Excerpted data:
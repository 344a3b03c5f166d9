//! Persistence for statistics counters
//!
//! Counters are keyed by session and statistic id. The engine loads a
//! counter lazily on first touch and writes coalesced snapshots, never
//! one write per increment.

use crate::error::{Error, Result};
use crate::stats::StatId;
use serde::{Deserialize, Serialize};
use std::collections::HashMap;
use std::path::PathBuf;

/// Key-value store for statistics counters
pub trait StatStore {
    /// Load a counter, `None` if never persisted.
    fn load(&mut self, session: u16, stat: StatId) -> Result<Option<u32>>;

    /// Persist a batch of counters for one session.
    fn save(&mut self, session: u16, entries: &[(StatId, u32)]) -> Result<()>;
}

/// Volatile store for hosts without persistence and for tests
#[derive(Debug, Default)]
pub struct MemoryStore {
    map: HashMap<(u16, StatId), u32>,
}

impl MemoryStore {
    pub fn new() -> Self {
        Self::default()
    }
}

impl StatStore for MemoryStore {
    fn load(&mut self, session: u16, stat: StatId) -> Result<Option<u32>> {
        Ok(self.map.get(&(session, stat)).copied())
    }

    fn save(&mut self, session: u16, entries: &[(StatId, u32)]) -> Result<()> {
        for (stat, value) in entries {
            self.map.insert((session, *stat), *value);
        }
        Ok(())
    }
}

#[derive(Debug, Serialize, Deserialize, Default)]
struct FileRecords {
    records: Vec<(u16, StatId, u32)>,
}

/// File-backed store serialized with postcard
pub struct FileStore {
    path: PathBuf,
    map: HashMap<(u16, StatId), u32>,
    loaded: bool,
}

impl FileStore {
    pub fn new(path: PathBuf) -> Self {
        Self {
            path,
            map: HashMap::new(),
            loaded: false,
        }
    }

    fn ensure_loaded(&mut self) -> Result<()> {
        if self.loaded {
            return Ok(());
        }
        if self.path.exists() {
            let bytes = std::fs::read(&self.path)?;
            let records: FileRecords = postcard::from_bytes(&bytes)?;
            for (session, stat, value) in records.records {
                self.map.insert((session, stat), value);
            }
        }
        self.loaded = true;
        Ok(())
    }

    fn persist(&self) -> Result<()> {
        let records = FileRecords {
            records: self
                .map
                .iter()
                .map(|((session, stat), value)| (*session, *stat, *value))
                .collect(),
        };
        let bytes = postcard::to_allocvec(&records)?;
        if let Some(parent) = self.path.parent() {
            if !parent.as_os_str().is_empty() {
                std::fs::create_dir_all(parent)?;
            }
        }
        std::fs::write(&self.path, bytes)
            .map_err(|e| Error::Storage(format!("Failed to write {}: {}", self.path.display(), e)))
    }

    /// Snapshot of all persisted counters, for the export tooling.
    pub fn snapshot(&mut self) -> Result<Vec<(u16, StatId, u32)>> {
        self.ensure_loaded()?;
        let mut records: Vec<_> = self
            .map
            .iter()
            .map(|((session, stat), value)| (*session, *stat, *value))
            .collect();
        records.sort();
        Ok(records)
    }
}

impl StatStore for FileStore {
    fn load(&mut self, session: u16, stat: StatId) -> Result<Option<u32>> {
        self.ensure_loaded()?;
        Ok(self.map.get(&(session, stat)).copied())
    }

    fn save(&mut self, session: u16, entries: &[(StatId, u32)]) -> Result<()> {
        self.ensure_loaded()?;
        for (stat, value) in entries {
            self.map.insert((session, *stat), *value);
        }
        self.persist()
    }
}
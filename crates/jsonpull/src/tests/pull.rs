use std::{
    cell::Cell,
    io::{self, Read},
    rc::Rc,
};

use crate::{
    ConfigError, Number, ParseEvent, PullOptions, PullParser, StreamError, SyntaxError,
};

/// A source that hands out its data and counts `read` calls.
#[derive(Debug)]
struct CountingReader {
    data: Vec<u8>,
    pos: usize,
    reads: Rc<Cell<usize>>,
}

impl CountingReader {
    fn new(data: &[u8]) -> (Self, Rc<Cell<usize>>) {
        let reads = Rc::new(Cell::new(0));
        (
            Self {
                data: data.to_vec(),
                pos: 0,
                reads: Rc::clone(&reads),
            },
            reads,
        )
    }
}

impl Read for CountingReader {
    fn read(&mut self, buf: &mut [u8]) -> io::Result<usize> {
        self.reads.set(self.reads.get() + 1);
        let n = buf.len().min(self.data.len() - self.pos);
        buf[..n].copy_from_slice(&self.data[self.pos..self.pos + n]);
        self.pos += n;
        Ok(n)
    }
}

/// Yields `prefix`, then fails every read with the given error kind.
struct FailingReader {
    prefix: Vec<u8>,
    kind: io::ErrorKind,
    reads: usize,
}

impl Read for FailingReader {
    fn read(&mut self, buf: &mut [u8]) -> io::Result<usize> {
        self.reads += 1;
        if self.prefix.is_empty() {
            return Err(io::Error::new(self.kind, "source broke"));
        }
        let n = buf.len().min(self.prefix.len());
        buf[..n].copy_from_slice(&self.prefix[..n]);
        self.prefix.drain(..n);
        Ok(n)
    }
}

fn options(chunk_size: usize) -> PullOptions {
    PullOptions {
        chunk_size,
        ..PullOptions::default()
    }
}

#[test]
fn streams_events_across_tiny_chunks() {
    let (source, _) = CountingReader::new(br#"{"a": [1, "two"]}"#);
    let parser = PullParser::new(source, options(3)).unwrap();
    let events: Vec<_> = parser.map(Result::unwrap).collect();
    assert_eq!(
        events,
        vec![
            ParseEvent::StartMap,
            ParseEvent::MapKey("a".to_owned()),
            ParseEvent::StartArray,
            ParseEvent::Number(Number::from_lexeme("1")),
            ParseEvent::String("two".to_owned()),
            ParseEvent::EndArray,
            ParseEvent::EndMap,
        ],
    );
}

#[test]
fn zero_chunk_size_is_rejected() {
    let (source, _) = CountingReader::new(b"[]");
    let err = PullParser::new(source, options(0)).unwrap_err();
    assert_eq!(err, ConfigError::ZeroChunkSize);
}

#[test]
fn reads_only_when_the_queue_runs_dry() {
    let (source, reads) = CountingReader::new(b"[1, 2, 3]");
    let mut parser = PullParser::new(source, PullOptions::default()).unwrap();

    // The whole document fits in the first chunk.
    assert_eq!(parser.next_event().unwrap(), Some(ParseEvent::StartArray));
    assert_eq!(reads.get(), 1);
    for _ in 0..3 {
        assert!(matches!(
            parser.next_event().unwrap(),
            Some(ParseEvent::Number(_))
        ));
    }
    assert_eq!(parser.next_event().unwrap(), Some(ParseEvent::EndArray));
    assert_eq!(reads.get(), 1);

    // One more read observes end of stream and finalizes.
    assert_eq!(parser.next_event().unwrap(), None);
    assert_eq!(reads.get(), 2);
}

#[test]
fn exhaustion_is_idempotent_without_further_reads() {
    let (source, reads) = CountingReader::new(b"null");
    let mut parser = PullParser::new(source, PullOptions::default()).unwrap();
    assert_eq!(parser.next_event().unwrap(), Some(ParseEvent::Null));
    assert_eq!(parser.next_event().unwrap(), None);
    let settled = reads.get();
    for _ in 0..3 {
        assert_eq!(parser.next_event().unwrap(), None);
    }
    assert_eq!(reads.get(), settled);
}

#[test]
fn number_dangling_at_end_of_stream_still_arrives() {
    let (source, _) = CountingReader::new(b"42");
    let mut parser = PullParser::new(source, options(1)).unwrap();
    assert_eq!(
        parser.next_event().unwrap(),
        Some(ParseEvent::Number(Number::from_lexeme("42"))),
    );
    assert_eq!(parser.next_event().unwrap(), None);
}

#[test]
fn parse_errors_repeat_without_further_reads() {
    let (source, reads) = CountingReader::new(b"[1,,]");
    let mut parser = PullParser::new(source, PullOptions::default()).unwrap();
    assert_eq!(parser.next_event().unwrap(), Some(ParseEvent::StartArray));
    assert!(matches!(
        parser.next_event().unwrap(),
        Some(ParseEvent::Number(_))
    ));

    let first = parser.next_event().unwrap_err();
    let StreamError::Parse(parse_err) = &first else {
        panic!("expected a parse error, got {first:?}");
    };
    assert_eq!(parse_err.kind(), &SyntaxError::InvalidCharacter(','));

    let settled = reads.get();
    assert_eq!(parser.next_event().unwrap_err(), first);
    assert_eq!(parser.next_event().unwrap_err(), first);
    assert_eq!(reads.get(), settled);
}

#[test]
fn source_errors_surface_with_their_kind() {
    let source = FailingReader {
        prefix: b"[1, ".to_vec(),
        kind: io::ErrorKind::ConnectionReset,
        reads: 0,
    };
    let mut parser = PullParser::new(source, PullOptions::default()).unwrap();
    assert_eq!(parser.next_event().unwrap(), Some(ParseEvent::StartArray));
    assert!(matches!(
        parser.next_event().unwrap(),
        Some(ParseEvent::Number(_))
    ));

    let err = parser.next_event().unwrap_err();
    let StreamError::Source(source_err) = &err else {
        panic!("expected a source error, got {err:?}");
    };
    assert_eq!(source_err.kind, io::ErrorKind::ConnectionReset);
    assert_eq!(parser.next_event().unwrap_err(), err);
}

#[test]
fn interrupted_reads_are_retried() {
    struct InterruptOnce {
        inner: io::Cursor<Vec<u8>>,
        interrupted: bool,
    }
    impl Read for InterruptOnce {
        fn read(&mut self, buf: &mut [u8]) -> io::Result<usize> {
            if !self.interrupted {
                self.interrupted = true;
                return Err(io::Error::new(io::ErrorKind::Interrupted, "signal"));
            }
            self.inner.read(buf)
        }
    }

    let source = InterruptOnce {
        inner: io::Cursor::new(b"true".to_vec()),
        interrupted: false,
    };
    let mut parser = PullParser::new(source, PullOptions::default()).unwrap();
    assert_eq!(parser.next_event().unwrap(), Some(ParseEvent::Boolean(true)));
    assert_eq!(parser.next_event().unwrap(), None);
}

#[test]
fn iterator_yields_an_error_once_then_fuses() {
    let (source, _) = CountingReader::new(b"{]");
    let mut parser = PullParser::new(source, PullOptions::default()).unwrap();
    assert!(matches!(parser.next(), Some(Ok(ParseEvent::StartMap))));
    assert!(matches!(parser.next(), Some(Err(StreamError::Parse(_)))));
    assert_eq!(parser.next(), None);
    assert_eq!(parser.next(), None);
}

#[test]
fn multiple_values_stream_through_the_pull_api() {
    let (source, _) = CountingReader::new(b"1 2 3");
    let opts = PullOptions {
        parser: crate::ParserOptions {
            allow_multiple_values: true,
            ..crate::ParserOptions::default()
        },
        ..PullOptions::default()
    };
    let mut parser = PullParser::new(source, opts).unwrap();
    for expected in ["1", "2", "3"] {
        assert_eq!(
            parser.next_event().unwrap(),
            Some(ParseEvent::Number(Number::from_lexeme(expected))),
        );
    }
    assert_eq!(parser.next_event().unwrap(), None);
}

#[test]
fn into_source_returns_the_reader() {
    let (source, _) = CountingReader::new(b"null extra");
    let opts = PullOptions {
        parser: crate::ParserOptions {
            allow_multiple_values: true,
            ..crate::ParserOptions::default()
        },
        chunk_size: 4,
        ..PullOptions::default()
    };
    let mut parser = PullParser::new(source, opts).unwrap();
    assert_eq!(parser.next_event().unwrap(), Some(ParseEvent::Null));
    let source = parser.into_source();
    assert!(source.pos <= source.data.len());
}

Exercise instructions:
Each line of the material that holds the string "parent" counts once; give the total alone.

Result of the exercise:
3